Or: One of The Reasons Why I Need To Get A Life

For the past week and a half, I’ve been watching the first two seasons of Dawson’s Creek.
Now I know that there are a lot of new, amazingly well-written series (Pushing Daisies comes to mind) that I ought to be checking out, nothing like the present, right? But you see while that particular saying is true, it is also non-debatably accurate to say that there is also nothing like the past.
Or at least in relieving certain moments from our past.
So why, of all the shows from the years gone by, this particular interest in Dawson’s Creek – granted that I never even saw the very last three seasons of it? – because Dawson’s Creek was my past. I was sixteen when they were sixteen. Struggling with all the big words, like sex and love and family and future. I was in college when they were all in college. And even though their sordid life-long, six seasons worth of dramas were in no way parallel to mine, I still felt some strange sort of affinity towards all the characters. Embarrassing as it may sound.
And, surprisingly enough I am actually learning to accept the more embarrassing parts of my youth. Watching Dawson's Creek then (and now) included.
I'm digressing. What I wanted to say is that I may have at some point, during my confused, angst-ridden teen aged years deluded myself into thinking that I could relate to the story and characters and the multi-syllabicatted lines. And worst, during those same confused, perpetually boring adolescent years, I have tried to emulate the lives of the characters I have been watching on TV, and not just Dawson’s Creek, I mean all of the shows that I’ve been particularly taken with. It's kind of pathetic.

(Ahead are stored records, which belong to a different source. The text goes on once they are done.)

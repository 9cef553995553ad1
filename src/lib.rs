//! # Handedness Sensing Core Library
//!
//! This crate turns raw phone motion-sensor events into a running "which hand is
//! holding the device" label. It is a library first, so the same core can sit behind a
//! mobile foreground service, the bundled CLI (`main.rs`), or an offline replay tool.
//!
//! ## Data Flow
//!
//! ```text
//! SensorEvent ─► SampleClock ─► Sample ─► WindowedClassifier ─► Window
//!                (60 Hz commit)            (120 slots, stride 60)   │
//!                                                                    ▼
//!                     ClassificationResult ◄── ClassificationAdapter (worker)
//! ```
//!
//! ## Crate Structure
//!
//! - **`sensor`**: Event and sample types shared by every stage.
//! - **`clock`**: `SampleClock`, which rate-gates irregular multi-sensor events into a
//!   fixed-rate 6-channel sample stream with stale-value carry-forward.
//! - **`window`**: `RingBuffer` and `WindowedClassifier`, which emit overlapping
//!   chronological windows on a fixed stride.
//! - **`model`**: The `InferenceModel` shape contract and the `DenseModel` artifact.
//! - **`labels`**: Label order resolution from metadata with an explicit fallback.
//! - **`classifier`**: `ClassificationAdapter`, argmax and label mapping.
//! - **`pipeline`**: `HandednessPipeline`, which wires the stages together with a
//!   background inference worker, start/stop lifecycle and cancellation.
//! - **`source`**: The `SensorSource` capability plus mock and replay sources.
//! - **`session`**: Bounded sensing sessions with a max-duration watchdog.
//! - **`config`**: Figment-based `Settings` loading (TOML + environment).
//! - **`logging`**: `tracing-subscriber` initialisation.
//! - **`error`**: `HandednessError` and `LabelResolutionError`.
//! - **`validation`**: Helpers used by configuration validation.

pub mod classifier;
pub mod clock;
pub mod config;
pub mod error;
pub mod labels;
pub mod logging;
pub mod model;
pub mod pipeline;
pub mod sensor;
pub mod session;
pub mod source;
pub mod validation;
pub mod window;

// Re-export commonly used types
pub use classifier::{argmax, ClassificationAdapter, ClassificationResult};
pub use clock::SampleClock;
pub use config::Settings;
pub use error::{AppResult, HandednessError, LabelResolutionError};
pub use labels::{LabelSet, LabelSource};
pub use model::{DenseModel, InferenceModel};
pub use pipeline::{HandednessPipeline, IngestOutcome, PipelineOptions};
pub use sensor::{Sample, SensorEvent, SensorKind};
pub use window::{RingBuffer, Window, WindowedClassifier};
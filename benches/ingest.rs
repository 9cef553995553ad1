//! Criterion benchmarks for the sensor ingest hot path.
//!
//! `ingest` runs on the thread that delivers sensor callbacks, so it has to stay cheap:
//! rate gating, one ring write, and an occasional window snapshot.
//!
//! Key metrics:
//! - Per-event cost of the sample clock
//! - Per-sample cost of windowing, including the snapshot on each stride
//! - Cost of flattening a window for the model
//!
//! Run with: cargo bench --bench ingest

use criterion::{black_box, criterion_group, criterion_main, BenchmarkId, Criterion, Throughput};
use handedness_sense::clock::{sampling_interval_ns, SampleClock};
use handedness_sense::sensor::{Sample, SensorEvent};
use handedness_sense::window::WindowedClassifier;

/// Interleaved accel/gyro events at 100/200 Hz.
fn events(count: usize) -> Vec<SensorEvent> {
    (0..count)
        .map(|i| {
            let t = i as i64 * 5_000_000;
            let v = i as f32 * 0.01;
            if i % 3 == 0 {
                SensorEvent::accel([v, -v, 9.81], t)
            } else {
                SensorEvent::gyro([v, v, -v], t)
            }
        })
        .collect()
}

fn clock_observe(c: &mut Criterion) {
    let mut group = c.benchmark_group("sample_clock");
    let stream = events(3_000);

    for rate in [30.0, 60.0, 200.0] {
        group.throughput(Throughput::Elements(stream.len() as u64));
        group.bench_with_input(BenchmarkId::new("observe", rate), &rate, |b, &rate| {
            b.iter(|| {
                let mut clock = SampleClock::with_interval_ns(sampling_interval_ns(rate));
                for event in &stream {
                    black_box(clock.observe(black_box(event)));
                }
                clock.commits()
            });
        });
    }
    group.finish();
}

fn window_ingest(c: &mut Criterion) {
    let mut group = c.benchmark_group("windowed_classifier");
    let samples: Vec<Sample> = (0..1_200).map(|i| [i as f32; 6]).collect();

    for (window, stride) in [(120, 60), (120, 1), (600, 300)] {
        group.throughput(Throughput::Elements(samples.len() as u64));
        group.bench_with_input(
            BenchmarkId::new("ingest", format!("{window}x{stride}")),
            &(window, stride),
            |b, &(window, stride)| {
                b.iter(|| {
                    let mut windows = WindowedClassifier::new(window, stride);
                    let mut emitted = 0;
                    for sample in &samples {
                        if windows.ingest(black_box(*sample)).is_some() {
                            emitted += 1;
                        }
                    }
                    emitted
                });
            },
        );
    }
    group.finish();
}

fn window_flatten(c: &mut Criterion) {
    let mut windows = WindowedClassifier::new(120, 120);
    let mut window = None;
    for i in 0..120 {
        window = windows.ingest([i as f32; 6]);
    }
    let Some(window) = window else {
        panic!("window not emitted");
    };

    c.bench_function("window_to_flat", |b| {
        b.iter(|| black_box(window.to_flat()));
    });
}

criterion_group!(benches, clock_observe, window_ingest, window_flatten);
criterion_main!(benches);
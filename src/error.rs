//! Custom error types for the application.
//!
//! This module defines the primary error type, `HandednessError`, for construction-time
//! failures across the crate. Using the `thiserror` crate, it provides a centralized and
//! consistent way to report problems that stop a pipeline from being built.
//!
//! ## Error Hierarchy
//!
//! - **`Config`**: Wraps errors from `figment`, typically file parsing or type mismatches
//!   in the configuration sources.
//! - **`Configuration`**: Semantic errors in values that parsed fine but make no sense
//!   (a zero stride, a stride larger than the window).
//! - **`Io`**: Wraps `std::io::Error` for artifact and replay file access.
//! - **`ModelLoad`** / **`ModelFormat`**: The model artifact is missing, unreadable, or its
//!   declared dimensions are inconsistent. These are fatal: no pipeline can be built.
//! - **`Session`**: The sensor source failed in a way the session runner cannot absorb.
//!
//! Metadata (label order) problems are deliberately *not* part of this enum. They have
//! their own [`LabelResolutionError`] so that the caller picks the fallback explicitly.
//!
//! Steady-state processing (per event, per window) never produces these errors; anomalies
//! there are traced and absorbed.

use std::path::PathBuf;
use thiserror::Error;

/// Convenience alias for results using the application error type.
pub type AppResult<T> = std::result::Result<T, HandednessError>;

#[derive(Error, Debug)]
pub enum HandednessError {
    #[error("Configuration error: {0}")]
    Config(#[from] Box<figment::Error>),

    #[error("Configuration validation error: {0}")]
    Configuration(String),

    #[error("I/O error: {0}")]
    Io(#[from] std::io::Error),

    #[error("Failed to load model artifact {path:?}: {reason}")]
    ModelLoad { path: PathBuf, reason: String },

    #[error("Model artifact is malformed: {0}")]
    ModelFormat(String),

    #[error("Session error: {0}")]
    Session(String),
}

impl From<figment::Error> for HandednessError {
    fn from(value: figment::Error) -> Self {
        HandednessError::Config(Box::new(value))
    }
}

/// Why a label order could not be read from the metadata resource.
#[derive(Error, Debug)]
pub enum LabelResolutionError {
    #[error("metadata resource {0:?} could not be read: {1}")]
    Unreadable(PathBuf, std::io::Error),

    #[error("metadata resource is not valid JSON: {0}")]
    InvalidJson(#[from] serde_json::Error),

    #[error("metadata has no `label_classes` field")]
    MissingField,

    #[error("`label_classes` must be an array of strings")]
    NotAStringArray,

    #[error("`label_classes` is empty")]
    Empty,
}
//! Label order resolution.
//!
//! The model's output channel `i` means whatever the training pipeline called class `i`.
//! That order ships next to the model in a metadata JSON file:
//!
//! ```json
//! { "label_classes": ["BOTH", "LEFT", "RIGHT"] }
//! ```
//!
//! [`resolve_labels`] reads it and reports failures as a [`LabelResolutionError`]. The
//! caller decides what to do on failure; [`LabelSet::resolve_or_default`] is the policy the
//! pipeline uses: fall back to [`DEFAULT_LABELS`] and log a warning.

use crate::error::LabelResolutionError;
use serde_json::Value;
use std::fmt;
use std::path::Path;
use std::sync::Arc;
use tracing::{info, warn};

/// Label order used when the metadata resource is missing or malformed.
pub const DEFAULT_LABELS: [&str; 3] = ["BOTH", "LEFT", "RIGHT"];

/// Label reported for an output index with no entry in the label set.
pub const UNKNOWN_LABEL: &str = "UNKNOWN";

/// Where a [`LabelSet`] came from.
#[derive(Debug, Clone, PartialEq, Eq)]
pub enum LabelSource {
    /// Read from the metadata resource.
    Metadata,
    /// The built-in default order, with the reason resolution failed.
    Fallback(String),
}

impl fmt::Display for LabelSource {
    fn fmt(&self, f: &mut fmt::Formatter<'_>) -> fmt::Result {
        match self {
            LabelSource::Metadata => write!(f, "metadata"),
            LabelSource::Fallback(reason) => write!(f, "fallback ({reason})"),
        }
    }
}

/// Ordered, immutable mapping from model output index to label.
///
/// Cloning is cheap; the labels themselves are shared.
#[derive(Debug, Clone, PartialEq, Eq)]
pub struct LabelSet {
    labels: Arc<[String]>,
    source: LabelSource,
}

impl LabelSet {
    /// Build from explicit labels.
    pub fn new<I, S>(labels: I, source: LabelSource) -> Self
    where
        I: IntoIterator<Item = S>,
        S: Into<String>,
    {
        Self {
            labels: labels.into_iter().map(Into::into).collect(),
            source,
        }
    }

    /// The built-in `["BOTH", "LEFT", "RIGHT"]` order.
    pub fn fallback(reason: impl Into<String>) -> Self {
        Self::new(DEFAULT_LABELS, LabelSource::Fallback(reason.into()))
    }

    /// Resolve from `path`, falling back to the default order on any failure.
    ///
    /// Never fails. The fallback is logged and visible through [`LabelSet::source`].
    pub fn resolve_or_default(path: &Path) -> Self {
        match resolve_labels(path) {
            Ok(labels) => {
                info!(path = %path.display(), labels = ?labels.as_slice(), "Loaded label order");
                labels
            }
            Err(err) => {
                warn!(
                    path = %path.display(),
                    error = %err,
                    fallback = ?DEFAULT_LABELS,
                    "Failed to load label order from metadata, using fallback"
                );
                Self::fallback(err.to_string())
            }
        }
    }

    /// Label for `index`, or [`UNKNOWN_LABEL`] when out of range.
    pub fn label(&self, index: usize) -> &str {
        self.labels
            .get(index)
            .map(String::as_str)
            .unwrap_or(UNKNOWN_LABEL)
    }

    /// Labels in output order.
    pub fn as_slice(&self) -> &[String] {
        &self.labels
    }

    /// Number of labels.
    pub fn len(&self) -> usize {
        self.labels.len()
    }

    /// True when there are no labels.
    pub fn is_empty(&self) -> bool {
        self.labels.is_empty()
    }

    /// How this set was resolved.
    pub fn source(&self) -> &LabelSource {
        &self.source
    }

    /// True if this set is the built-in default order.
    pub fn is_fallback(&self) -> bool {
        matches!(self.source, LabelSource::Fallback(_))
    }
}

/// Read the `label_classes` array from a metadata JSON file.
pub fn resolve_labels(path: &Path) -> Result<LabelSet, LabelResolutionError> {
    let text = std::fs::read_to_string(path)
        .map_err(|e| LabelResolutionError::Unreadable(path.to_path_buf(), e))?;
    parse_labels(&text)
}

/// Parse the `label_classes` array from metadata JSON text.
pub fn parse_labels(text: &str) -> Result<LabelSet, LabelResolutionError> {
    let json: Value = serde_json::from_str(text)?;
    let classes = json
        .get("label_classes")
        .ok_or(LabelResolutionError::MissingField)?
        .as_array()
        .ok_or(LabelResolutionError::NotAStringArray)?;

    let labels = classes
        .iter()
        .map(|v| v.as_str().map(str::to_owned))
        .collect::<Option<Vec<_>>>()
        .ok_or(LabelResolutionError::NotAStringArray)?;

    if labels.is_empty() {
        return Err(LabelResolutionError::Empty);
    }
    Ok(LabelSet::new(labels, LabelSource::Metadata))
}

#[cfg(test)]
mod tests {
    use super::*;
    use std::io::Write;
    use tempfile::NamedTempFile;
    use tracing_test::traced_test;

    fn metadata_file(contents: &str) -> NamedTempFile {
        let mut file = NamedTempFile::new().unwrap();
        file.write_all(contents.as_bytes()).unwrap();
        file
    }

    #[test]
    fn test_parse_discovered_order() {
        let labels = parse_labels(r#"{"label_classes": ["LEFT", "RIGHT", "BOTH"], "n": 3}"#)
            .unwrap();
        assert_eq!(labels.as_slice(), &["LEFT", "RIGHT", "BOTH"]);
        assert_eq!(labels.source(), &LabelSource::Metadata);
    }

    #[test]
    fn test_parse_errors() {
        assert!(matches!(
            parse_labels("not json"),
            Err(LabelResolutionError::InvalidJson(_))
        ));
        assert!(matches!(
            parse_labels(r#"{"classes": []}"#),
            Err(LabelResolutionError::MissingField)
        ));
        assert!(matches!(
            parse_labels(r#"{"label_classes": "LEFT"}"#),
            Err(LabelResolutionError::NotAStringArray)
        ));
        assert!(matches!(
            parse_labels(r#"{"label_classes": ["LEFT", 2]}"#),
            Err(LabelResolutionError::NotAStringArray)
        ));
        assert!(matches!(
            parse_labels(r#"{"label_classes": []}"#),
            Err(LabelResolutionError::Empty)
        ));
    }

    #[test]
    fn test_resolve_from_file() {
        let file = metadata_file(r#"{"label_classes": ["RIGHT", "LEFT"]}"#);
        let labels = LabelSet::resolve_or_default(file.path());
        assert_eq!(labels.as_slice(), &["RIGHT", "LEFT"]);
        assert!(!labels.is_fallback());
    }

    #[test]
    #[traced_test]
    fn test_missing_metadata_falls_back() {
        let dir = tempfile::tempdir().unwrap();
        let labels = LabelSet::resolve_or_default(&dir.path().join("metadata.json"));
        assert_eq!(labels.as_slice(), &["BOTH", "LEFT", "RIGHT"]);
        assert!(labels.is_fallback());
        assert!(logs_contain("using fallback"));
    }

    #[test]
    fn test_malformed_metadata_falls_back() {
        let file = metadata_file(r#"{"label_classes": [1, 2, 3]}"#);
        let labels = LabelSet::resolve_or_default(file.path());
        assert_eq!(labels.as_slice(), &["BOTH", "LEFT", "RIGHT"]);
        match labels.source() {
            LabelSource::Fallback(reason) => assert!(reason.contains("array of strings")),
            other => panic!("unexpected source {other:?}"),
        }
    }

    #[test]
    fn test_unknown_label_out_of_range() {
        let labels = LabelSet::fallback("test");
        assert_eq!(labels.label(0), "BOTH");
        assert_eq!(labels.label(2), "RIGHT");
        assert_eq!(labels.label(3), UNKNOWN_LABEL);
    }
}
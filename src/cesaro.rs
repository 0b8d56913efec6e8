//! Estimating π from pairwise coprimality.
//!
//! Cesàro's theorem: two independently uniform positive integers are coprime with
//! probability 6/π². Counting coprime pairs among consecutive elements gives an
//! empirical rate r, and sqrt(6 / r) estimates π. How close the estimate lands
//! depends on how uniform the sequence's pair statistics are, which is what makes
//! it useful for comparing a generator against a reference source.

use crate::modular::gcd;
#[cfg(feature = "serde")] use serde::{Deserialize, Serialize};

/// The value every estimate is compared against.
pub const THEORETICAL_PI: f64 = core::f64::consts::PI;

/// Outcome of the estimator on one sequence.
#[cfg_attr(feature = "serde", derive(Serialize, Deserialize))]
#[derive(Clone, Copy, Debug, PartialEq)]
pub struct CesaroReport {
    /// sqrt(6 / r), or `None` when no pair was coprime and the estimate is undefined.
    pub pi_estimate: Option<f64>,
    pub coprime_pairs: usize,
    pub total_pairs: usize,
}

impl CesaroReport {
    /// Empirical coprimality rate r; 0 when there are no pairs.
    pub fn ratio(&self) -> f64 {
        if self.total_pairs == 0 {
            0.0
        } else {
            self.coprime_pairs as f64 / self.total_pairs as f64
        }
    }

    /// Whether the estimate is the undefined sentinel.
    pub fn is_undefined(&self) -> bool {
        self.pi_estimate.is_none()
    }

    /// Absolute distance from π, when the estimate is defined.
    pub fn deviation(&self) -> Option<f64> {
        self.pi_estimate.map(|pi| (pi - THEORETICAL_PI).abs())
    }
}

/// Pairs are consecutive elements; gcd(0, 0) = 0, so a pair of zeros is never coprime.
#[inline]
fn coprime(x: u64, y: u64) -> bool {
    gcd(x, y) == 1
}

/// Estimates π from the coprimality rate of consecutive pairs.
pub fn estimate_pi(sequence: &[u64]) -> CesaroReport {
    let total_pairs = sequence.len().saturating_sub(1);
    let coprime_pairs = sequence.windows(2).filter(|pair| coprime(pair[0], pair[1])).count();
    let pi_estimate = if coprime_pairs == 0 {
        None
    } else {
        let r = coprime_pairs as f64 / total_pairs as f64;
        Some((6.0 / r).sqrt())
    };
    CesaroReport { pi_estimate, coprime_pairs, total_pairs }
}
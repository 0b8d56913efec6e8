use crate::error::{AnalysisError, Result};
use core::num::NonZeroU64;
#[cfg(feature = "serde")] use serde::{Deserialize, Serialize};

// Exact arithmetic modulo m for 64-bit operands.
// Products are formed in 128 bits: (2**64 - 1)**2 + (2**64 - 1) < 2**128,
// so a*x + c never wraps before the reduction.

/// A validated, non-zero modulus.
/// Once constructed, every operation on it is total.
#[cfg_attr(feature = "serde", derive(Serialize, Deserialize))]
#[cfg_attr(feature = "serde", serde(try_from = "u64", into = "u64"))]
#[derive(Clone, Copy, Debug, Eq, PartialEq, Hash)]
pub struct Modulus(NonZeroU64);

impl Modulus {
    /// Fails with `InvalidModulus` when `m = 0`.
    pub fn new(m: u64) -> Result<Self> {
        NonZeroU64::new(m).map(Modulus).ok_or(AnalysisError::InvalidModulus)
    }

    #[inline]
    pub fn get(self) -> u64 {
        self.0.get()
    }

    /// Reduces x into [0, m).
    #[inline]
    pub fn reduce(self, x: u64) -> u64 {
        x % self.get()
    }

    /// Returns (a * b) mod m.
    #[inline]
    pub fn mul(self, a: u64, b: u64) -> u64 {
        ((a as u128 * b as u128) % self.get() as u128) as u64
    }

    /// Returns (a + b) mod m.
    #[inline]
    pub fn add(self, a: u64, b: u64) -> u64 {
        ((a as u128 + b as u128) % self.get() as u128) as u64
    }

    /// One LCG step: returns (a * x + c) mod m.
    #[inline]
    pub fn step(self, x: u64, a: u64, c: u64) -> u64 {
        ((a as u128 * x as u128 + c as u128) % self.get() as u128) as u64
    }
}

impl TryFrom<u64> for Modulus {
    type Error = AnalysisError;

    fn try_from(m: u64) -> Result<Self> {
        Modulus::new(m)
    }
}

impl From<Modulus> for u64 {
    fn from(m: Modulus) -> u64 {
        m.get()
    }
}

/// Returns (a * x + c) mod m, or `InvalidModulus` when m = 0.
/// Generators validate the modulus once through [`Modulus`] instead of calling this per step.
pub fn step(x: u64, a: u64, c: u64, m: u64) -> Result<u64> {
    Ok(Modulus::new(m)?.step(x, a, c))
}

/// Returns (a * b) mod m, or `InvalidModulus` when m = 0.
pub fn mul_mod(a: u64, b: u64, m: u64) -> Result<u64> {
    Ok(Modulus::new(m)?.mul(a, b))
}

/// Greatest common divisor with gcd(0, 0) = 0 and gcd(0, x) = x.
pub fn gcd(mut a: u64, mut b: u64) -> u64 {
    while b != 0 {
        let t = a % b;
        a = b;
        b = t;
    }
    a
}

#[cfg(test)] mod tests {
    use super::*;

    #[test] fn zero_modulus_is_rejected() {
        assert_eq!(Err(AnalysisError::InvalidModulus), Modulus::new(0));
        assert_eq!(Err(AnalysisError::InvalidModulus), step(1, 1, 1, 0));
        assert_eq!(Err(AnalysisError::InvalidModulus), mul_mod(1, 1, 0));
    }

    #[test] fn small_steps() {
        assert_eq!(Ok(25), step(5, 23, 7, 97));
        assert_eq!(Ok(0), step(3, 1, 1, 4));
        assert_eq!(Ok(0), step(123, 456, 789, 1));
    }

    #[test] fn no_overflow_at_u64_extremes() {
        let max = u64::MAX;
        // (max * max + max) mod max = 0.
        assert_eq!(Ok(0), step(max, max, max, max));
        // max = 1 mod (max - 1).
        assert_eq!(Ok(1), step(max, max, 0, max - 1));
        assert_eq!(Ok(1), mul_mod(max - 1, max - 1, max));
        // 2**63 * 2 = 2**64 = 1 mod (2**64 - 1).
        assert_eq!(Ok(1), mul_mod(1 << 63, 2, max));
    }

    #[test] fn matches_wide_reference() {
        let mut r: u64 = 1;
        let mut rnd = || -> u64 { r = r.wrapping_mul(0xd1342543de82ef95).wrapping_add(0xffff); r };

        for _ in 0 .. 1<<10 {
            let m = rnd() | 1;
            let (x, a, c) = (rnd(), rnd(), rnd());
            let expected = ((a as u128 * x as u128 + c as u128) % m as u128) as u64;
            let got = step(x, a, c, m).unwrap();
            assert_eq!(expected, got);
            assert!(got < m);
        }
    }

    #[test] fn gcd_conventions() {
        assert_eq!(0, gcd(0, 0));
        assert_eq!(7, gcd(0, 7));
        assert_eq!(7, gcd(7, 0));
        assert_eq!(1, gcd(0, 1));
        assert_eq!(4, gcd(4, 4));
        assert_eq!(6, gcd(54, 24));
        assert_eq!(1, gcd(17, 5));
    }
}
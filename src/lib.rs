//! Linear congruential sequences and their quality.
//!
//! A request `(m, a, c, x0, n)` produces the deterministic sequence
//! `x_{i+1} = (a * x_i + c) mod m` together with an independent uniform reference
//! sequence of the same range and length. Both are scored by the smallest cycle
//! observable within them and by a Cesàro estimate of π from the rate of coprime
//! consecutive pairs.
//!
//! ```
//! use rand_cesaro::{analyze, LcgParams};
//!
//! let result = analyze(LcgParams { m: 4, a: 1, c: 1, x0: 0, n: 10 }).unwrap();
//! assert_eq!(&[0, 1, 2, 3, 0, 1, 2, 3, 0, 1], result.sequence.as_slice());
//! assert_eq!(4, result.lcg.period.period);
//! ```

pub mod analysis;
pub mod cesaro;
pub mod error;
pub mod export;
pub mod lcg;
pub mod modular;
pub mod period;
pub mod reference;
pub mod request;
pub mod response;
pub mod sequence;

pub use analysis::*;
pub use cesaro::{estimate_pi, CesaroReport, THEORETICAL_PI};
pub use error::{AnalysisError, Result};
pub use lcg::{generate, Lcg};
pub use modular::{gcd, step, Modulus};
pub use period::{detect_period, Cycle, PeriodReport};
pub use reference::{generate_reference, UniformSource};
pub use request::{GenerationRequest, LcgParams};
pub use response::{AnalysisResponse, Outcome};
pub use sequence::Sequence;

// Classic LCG parameter sets as (m, a, c), good and bad.

/// MINSTD, Park and Miller (1993 revision).
pub const LCG_MINSTD: (u64, u64, u64) = (0x7fffffff, 48271, 0);
/// ANSI C rand() example.
pub const LCG_ANSI_C: (u64, u64, u64) = (1 << 31, 1103515245, 12345);
/// Numerical Recipes.
pub const LCG_NUMERICAL_RECIPES: (u64, u64, u64) = (1 << 32, 1664525, 1013904223);
/// RANDU. Notoriously poor: consecutive triples fall on 15 planes.
pub const LCG_RANDU: (u64, u64, u64) = (1 << 31, 65539, 0);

Well, not kind of really. Like a lot.
It took me years, actually, just now, when I was re-watching the show, to realize that I am not a self-aware Dawson-type. Sadly, not the sharp and witty Pacey-type either. Not even worldly, cynical Jen. And I’m certainly no Joey Potter who men fall for in droves. And to be honest, I haven’t lived any of the lives that they’ve lived. Never experience even half of what they did. And maybe some people would scoff and say, well, yeah, who does?
(And believe me, I once thought, yeah, who the hell goes through everything in life at such a young age? Maybe not everything, but the sex during the ages of 15-16, highly unlikely. Right? Well it was only just recently, after being told of an old high school story about a girl two boys and hand job did I realize how quite mistaken that notion is. I am such a virgin and apparently, probably the oldest in our batch. Which is probably a lot better than being the class slut, but still...)
Anyway, my point is... I don't exactly have a point. Just that, I've heard Mark Schwan (One Tree Hill, Creator) say that: "TV is hyper reality."
And it maybe so, but it’s still, at the core, based on reality.
So, okay I may not have lived even the tamer version of that “hyper-reality”, but I have brushes of it. Very vague glimpses of it. I’ve very gingerly, haltingly stepped unto the fringes of life. I mean, no point in denying it, I do vicariously live through my friends.
Friends who smoke pot and occasionally pop ecstasy pills; friends who agonized and ask questions about if and when it's okay to sleep with their significant others; friends who are in a same sex relationship; friends who engaged in unprotected, pre-marital, often misguided, sex. I know friends who have divorced parents. And friends who drink themselves into complete, utter, blacking-out stupor. I have friends who have stolen boyfriends or girlfriends from their own friends. Yes, I realize that it’s more like a freaking Melrose Place and not exactly sunny Capeside, MA.
It’s funny how when I was young, I had wanted so desperately to experience the darker, dirtier, scummier side of life and I think only now that I’ve gotten older that I actually feel thankful that I never did all those young, stupid mistakes. I do regret the not smoking pot part, but other than that, I am quite happy to live in a very sheltered 1956 almost-picture perfect life.
Okay. Screw it. I still want to. So badly. I don’t understand why I have some of twisted, romanticized idea about living a perfectly squalid life.
The grass is always greener, right?
Fuck that. I can so easily do it. Just throw everything away and just do it.
Live, you know. Fall in love. Fall out of love. Get stoned. Get high. Get low. Get down and dirt. Instead of watching old TV shows. I just... I’m scared shitless.
I can talk the cynical-talk, pretend to be a cold-hearted bitch but deep down, I’m a scared twelve year girl who still thinks that life on TV is so much more better than real life. How sad is that?